Hoy -pandemia incluida-, Máximo cursa el tercer grado de la Escuela Beleno, un lugar que se brindó desde el primer momento para su contención y educación, siempre (pero siempre), apoyado bien de cerca por su mamá. Y así como avanzaba en la escuela y con el lenguaje, también la vida social de Máximo empezó a ser cada vez más activa. No obstante, en un chico con sus características, era importante que la gente sepa un poco más, en caso de acercarse a él, sea para relacionarse o en algún momento.
Martín Palacio, el papá de Máximo, le puso ese nombre justamente por la película. Un luchador. Y es así: una lucha permanente para tener una vida social: "Mi objetivo siempre fue darle una mejor calidad de vida a mi hijo. La idea es que tengan una vida social como cualquier otra persona. Aprenden de una manera diferente, pero lo hacen; tienen sentimientos como cualquier otra persona, pero no lo saben expresar. La sociedad debe entender eso, que ellos son parte, vinieron a este mundo, están acá y serán aceptados tal cual", concluyó Robles.
"La idea de las pulseras nació hace dos años. Pensé en ponerle una a Máximo porque cuando está desorganizado, no puede acercarse a cualquiera y decirle lo que le pasa. Y cuando está así en un lugar público, con mucha gente y lo aturde, al ser hipersensorial, Máximo atina a salir corriendo. Cuando vamos a una plaza somos tres que estamos alrededor de él. En un descuido sale corriendo, ve una multitud de gente, se pierde y la idea es que sea identificado", detalla Robles en cuanto al nacimiento de las cintas identificatorias.
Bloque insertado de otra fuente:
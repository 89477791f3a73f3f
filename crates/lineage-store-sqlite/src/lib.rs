//! SQLite backend for the lineage family graph.
//!
//! Wraps [`tokio_rusqlite`] so all database access runs on a dedicated
//! thread without blocking the async runtime. Nodes of every kind share one
//! table with their properties held as JSON; edges live in a second table
//! keyed by an autoincrementing identity.

mod encode;
mod schema;
mod store;

pub mod error;

pub use error::{Error, Result};
pub use store::{SqliteSession, SqliteStore};

#[cfg(test)]
mod tests;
La madre de Máximo trabajó junto a gente de Paraná, y fue allí donde comenzaron con la producción, haciendo una capacitación con 100 pulseras. Después hicieron algo similar en El Trébol y también en María Susana. "La repercusión fue muy grande. Tuvo trascendencia nacional y, por carácter transitivo, internacional. "TEA Azul es a nivel mundial, entonces vamos publicando lo que hacemos, para ayudar al otro. Y al ver nuestra iniciativa me empezaron a 'llover' pedidos, y no tenía para toda la gente. Entonces empezamos a hacer eventos solidarios para juntar dinero y fuimos comprando. Cuando se me fue de las manos, me parecía que el Gobierno tenía que hacerse cargo. Así fue que mandé un proyecto a Nación y a Provincia, pero la pandemia demoró todo. Ellos son actores clave -además de lo económico- para hacer la difusión: es decir, que sea información que la sepan policías, bomberos, personal de salud, hospitales de niños", manifestó.